Düsseldorf: Patmos Verlag. 2004
290 S., € 24.90
ISBN 3-491-72477-5

Der 1973 geborene und in Gelsenkirchen lebende Schriftsteller Tobias D. Wabbel, der 2002 einen Band „SETI – die Suche nach den Außerirdischen“ herausgab und nach eigenen Angaben gegenwärtig an einem Wissenschafts-Thriller arbeitet, ist Herausgeber des vorliegenden Bandes. Der Band enthält nach einem kurzen Vorwort des Herausgebers 23 Beiträge, von denen 11 Originalbeiträge sind; die übrigen 12 sind Wieder-Abdrucke, der Fundort in den Werken der Autoren wird aber nirgendwo angegeben, ein nicht akzeptabler Mangel.

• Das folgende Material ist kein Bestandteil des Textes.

//! Risk metrics over simulated final prices
//!
//! Percentiles use linear interpolation between closest ranks, with the
//! rank of percentile p on n sorted values at p/100 · (n-1).
//!
//! VaR at confidence c is reported as a price level, the (1-c)·100-th
//! percentile of the final price distribution.

use serde::{Deserialize, Serialize};
use statrs::statistics::Statistics;

use crate::core::{ForecastError, ForecastResult};

/// Summary of the final price distribution
#[derive(Debug, Clone, Copy, PartialEq, Serialize, Deserialize)]
pub struct RiskStatistics {
    pub mean: f64,
    pub median: f64,
    /// Population standard deviation
    pub std: f64,
    pub min: f64,
    pub max: f64,
    pub q25: f64,
    pub q75: f64,
    pub skewness: f64,
    /// Excess kurtosis (normal = 0)
    pub kurtosis: f64,
}

/// Value at Risk at one confidence level
#[derive(Debug, Clone, Copy, PartialEq, Serialize, Deserialize)]
pub struct VarEstimate {
    pub confidence: f64,
    pub price: f64,
}

/// Statistics plus VaR for each requested confidence level, in request order
#[derive(Debug, Clone, PartialEq, Serialize, Deserialize)]
pub struct RiskReport {
    pub statistics: RiskStatistics,
    pub var: Vec<VarEstimate>,
}

impl RiskReport {
    pub fn analyze(final_prices: &[f64], confidence_levels: &[f64]) -> ForecastResult<Self> {
        Ok(Self {
            statistics: calculate_statistics(final_prices)?,
            var: calculate_var(final_prices, confidence_levels)?,
        })
    }

    pub fn var_at(&self, confidence: f64) -> Option<f64> {
        self.var
            .iter()
            .find(|v| (v.confidence - confidence).abs() < 1e-12)
            .map(|v| v.price)
    }
}

/// Summary statistics of a non-empty sample
pub fn calculate_statistics(values: &[f64]) -> ForecastResult<RiskStatistics> {
    let sorted = sorted_sample(values)?;

    let mean = values.iter().mean();
    let std = values.iter().population_std_dev();
    let (skewness, kurtosis) = standardized_moments(values, mean, std);

    Ok(RiskStatistics {
        mean,
        median: percentile(&sorted, 50.0),
        std,
        min: sorted[0],
        max: sorted[sorted.len() - 1],
        q25: percentile(&sorted, 25.0),
        q75: percentile(&sorted, 75.0),
        skewness,
        kurtosis,
    })
}

/// VaR price level for each confidence in `confidence_levels`
pub fn calculate_var(values: &[f64], confidence_levels: &[f64]) -> ForecastResult<Vec<VarEstimate>> {
    let sorted = sorted_sample(values)?;

    confidence_levels
        .iter()
        .map(|&confidence| {
            if !(0.0..=1.0).contains(&confidence) {
                return Err(ForecastError::invalid_input(format!(
                    "confidence level {} outside [0, 1]",
                    confidence
                )));
            }
            Ok(VarEstimate {
                confidence,
                price: percentile(&sorted, (1.0 - confidence) * 100.0),
            })
        })
        .collect()
}

/// Percentile `p` (0..=100) of an ascending slice; NaN when empty
pub(crate) fn percentile(sorted: &[f64], p: f64) -> f64 {
    let n = sorted.len();
    match n {
        0 => return f64::NAN,
        1 => return sorted[0],
        _ => {}
    }

    let rank = (p / 100.0).clamp(0.0, 1.0) * (n - 1) as f64;
    let lo = rank.floor() as usize;
    let hi = rank.ceil() as usize;
    let frac = rank - lo as f64;

    sorted[lo] + (sorted[hi] - sorted[lo]) * frac
}

fn sorted_sample(values: &[f64]) -> ForecastResult<Vec<f64>> {
    if values.is_empty() {
        return Err(ForecastError::invalid_input("empty sample"));
    }
    if values.iter().any(|v| !v.is_finite()) {
        return Err(ForecastError::invalid_input("sample contains non-finite values"));
    }

    let mut sorted = values.to_vec();
    sorted.sort_by(f64::total_cmp);
    Ok(sorted)
}

/// Population skewness and excess kurtosis. A degenerate sample (zero
/// spread) has no defined shape and reports 0 for both.
fn standardized_moments(values: &[f64], mean: f64, std: f64) -> (f64, f64) {
    if std == 0.0 {
        return (0.0, 0.0);
    }

    let n = values.len() as f64;
    let (m3, m4) = values.iter().fold((0.0, 0.0), |(m3, m4), &v| {
        let z = (v - mean) / std;
        (m3 + z.powi(3), m4 + z.powi(4))
    });

    (m3 / n, m4 / n - 3.0)
}

#[cfg(test)]
mod tests {
    use super::*;

    const SAMPLE: [f64; 5] = [90.0, 95.0, 100.0, 105.0, 110.0];

    #[test]
    fn test_statistics_symmetric_sample() {
        let stats = calculate_statistics(&SAMPLE).unwrap();

        assert!((stats.mean - 100.0).abs() < 1e-12);
        assert!((stats.median - 100.0).abs() < 1e-12);
        assert!((stats.q25 - 95.0).abs() < 1e-12);
        assert!((stats.q75 - 105.0).abs() < 1e-12);
        assert_eq!(stats.min, 90.0);
        assert_eq!(stats.max, 110.0);
        assert!((stats.std - 50f64.sqrt()).abs() < 1e-12);
        assert!(stats.skewness.abs() < 1e-12);
        assert!((stats.kurtosis + 1.3).abs() < 1e-12);
    }

    #[test]
    fn test_percentile_interpolation() {
        let sorted = [1.0, 2.0, 3.0, 4.0];
        assert_eq!(percentile(&sorted, 0.0), 1.0);
        assert_eq!(percentile(&sorted, 100.0), 4.0);
        assert!((percentile(&sorted, 50.0) - 2.5).abs() < 1e-12);
        assert!((percentile(&sorted, 10.0) - 1.3).abs() < 1e-12);
        assert_eq!(percentile(&[7.0], 33.0), 7.0);
        assert!(percentile(&[], 50.0).is_nan());
    }

    #[test]
    fn test_var_levels() {
        let var = calculate_var(&SAMPLE, &[0.05, 0.95]).unwrap();

        assert_eq!(var.len(), 2);
        assert_eq!(var[0].confidence, 0.05);
        assert!((var[0].price - 109.0).abs() < 1e-9);
        assert!((var[1].price - 91.0).abs() < 1e-9);
        assert!(var[0].price >= var[1].price);
    }

    #[test]
    fn test_var_order_is_preserved() {
        let report = RiskReport::analyze(&SAMPLE, &[0.99, 0.5, 0.01]).unwrap();
        let levels: Vec<f64> = report.var.iter().map(|v| v.confidence).collect();

        assert_eq!(levels, vec![0.99, 0.5, 0.01]);
        assert_eq!(report.var_at(0.5), Some(100.0));
        assert_eq!(report.var_at(0.25), None);
    }

    #[test]
    fn test_degenerate_sample() {
        let stats = calculate_statistics(&[100.0; 10]).unwrap();
        assert_eq!(stats.std, 0.0);
        assert_eq!(stats.skewness, 0.0);
        assert_eq!(stats.kurtosis, 0.0);
        assert_eq!(stats.median, 100.0);
    }

    #[test]
    fn test_invalid_samples() {
        assert!(calculate_statistics(&[]).is_err());
        assert!(calculate_var(&[1.0, f64::NAN], &[0.05]).is_err());
        assert!(calculate_var(&SAMPLE, &[1.5]).is_err());
    }
}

Unter den Beiträgern haben die 18 Naturwissenschaftler (etliche Physiker, Astronomen, Biologen, ein Bewusstseinsforscher, ein Raumfahrttechniker, ein Wissenschaftsredakteur) deutlich das Übergewicht. Von ihnen gehen jedoch überhaupt nur 8 auf das Thema „Im Anfang war (k)ein Gott“ ein: Die Annahme eines – recht unterschiedlich gedachten – Schöpfer-Gottes bejahen der Direktor des Vatikanischen Observatoriums George V. Coyne SJ („Ursprünge und Schöpfung“), der Physiker Frank J. Tipler („Ein Designer-Universum!“), der Physiker und Fernsehautor David Peat, der die Metaphern von Gott als digitale Informationen erzeugendem Supercomputer und Gott als Künstler mit Intention, Liebe und Mitgefühl für das Entstehende kontrastiert („Schöpfer und Schöpfung“), und der Raumfahrttechniker Ulrich Walter („...weil euer Gott im Himmel ist!“). Die Möglichkeit Gottes halten offen der Bewusstseinsforscher Donald D. Hoffmann („Kann man Gott abschreiben?“) sowie der Wissenschaftsredakteur Ulf von Rauchhaupt („Die Gottesformel“). Ablehnend äußern sich die naturalistisch argumentierenden Biologen Richard Dawkins („Die Unwahrscheinlichkeit Gottes“) und Franz Wuketits („Evolution: Schöpfung ohne Schöpfer“). Die übrigen 10 naturwissenschaftlichen Beiträge tragen zum Thema des Bandes kaum etwas bei, sind eher Füllmaterial. So schreibt z.B. Bill Napier über Riesenkometen, Rupert Sheldrake über seine Theorie der morphogenetischen Felder, Ian Tattersall über die Evolutionsgeschichte des homo sapiens usw. usw. Banal und kurzschlüssig ist der Text des Romanciers Douglas Preston („Steine werfen wir, keine Quarks“), der die Existenz Gottes und seine völlige Unerkennbarkeit annimmt und dann meint: „Vielleicht konstruieren wir eines Tages einen Computer, der Gott versteht“. Zur Sache kommen der differenzierende Beitrag des englischen Philosophen Roger Tigg („Gottes Platz in der Wissenschaft“), der Kreatianisten ebenso wie Naturalisten und Wissenschaftsimperialisten kritisiert und auf den größeren Reichtum der mehrdimensionalen Realität verweist, sowie die drei theologischen Beiträge von Gerd Theißen („Evolution“) mit einigen Aspekten zu Schöpfungsglaube und Evolutionslehre, von Hans Küng („Existiert Gott?“) und vom amerikanischen Theologen und Direktor des Georgetown Center for the Study of Science and Religion John F.Haught („Ist das Universum wirklich alles?“), der eine treffende Kritik des Naturalismus liefert und für eine geschichtete Erklärung plädiert.

Leider fehlen ansonsten wirklich gründliche Beiträge zur Sache, die es in gut lesbarer Form von Philosophen (wie Georg Scherer, Bela Weissmahr oder Hans Dieter Mutschler) und von Theologen (wie Karl Rahner, Karl Schmitz-Moormann, Ulrich Lüke, Ian Barbour, John Polkinghorne, Keith Ward oder Philip Clayton) durchaus gibt. Der größte Mangel des äußerlich attraktiv aufgemachten Bandes liegt darin, dass nirgends die Struktur, der Sinn und die weitreichende Bedeutung des theologischen Schöpfungsbegriffs herausgearbeitet werden.

Hans Kessler

Quelle: Informationen für Religionslehrerinnen und Religionslehrer Bistum Limburg 33 (2004), Heft 3, S. 187f.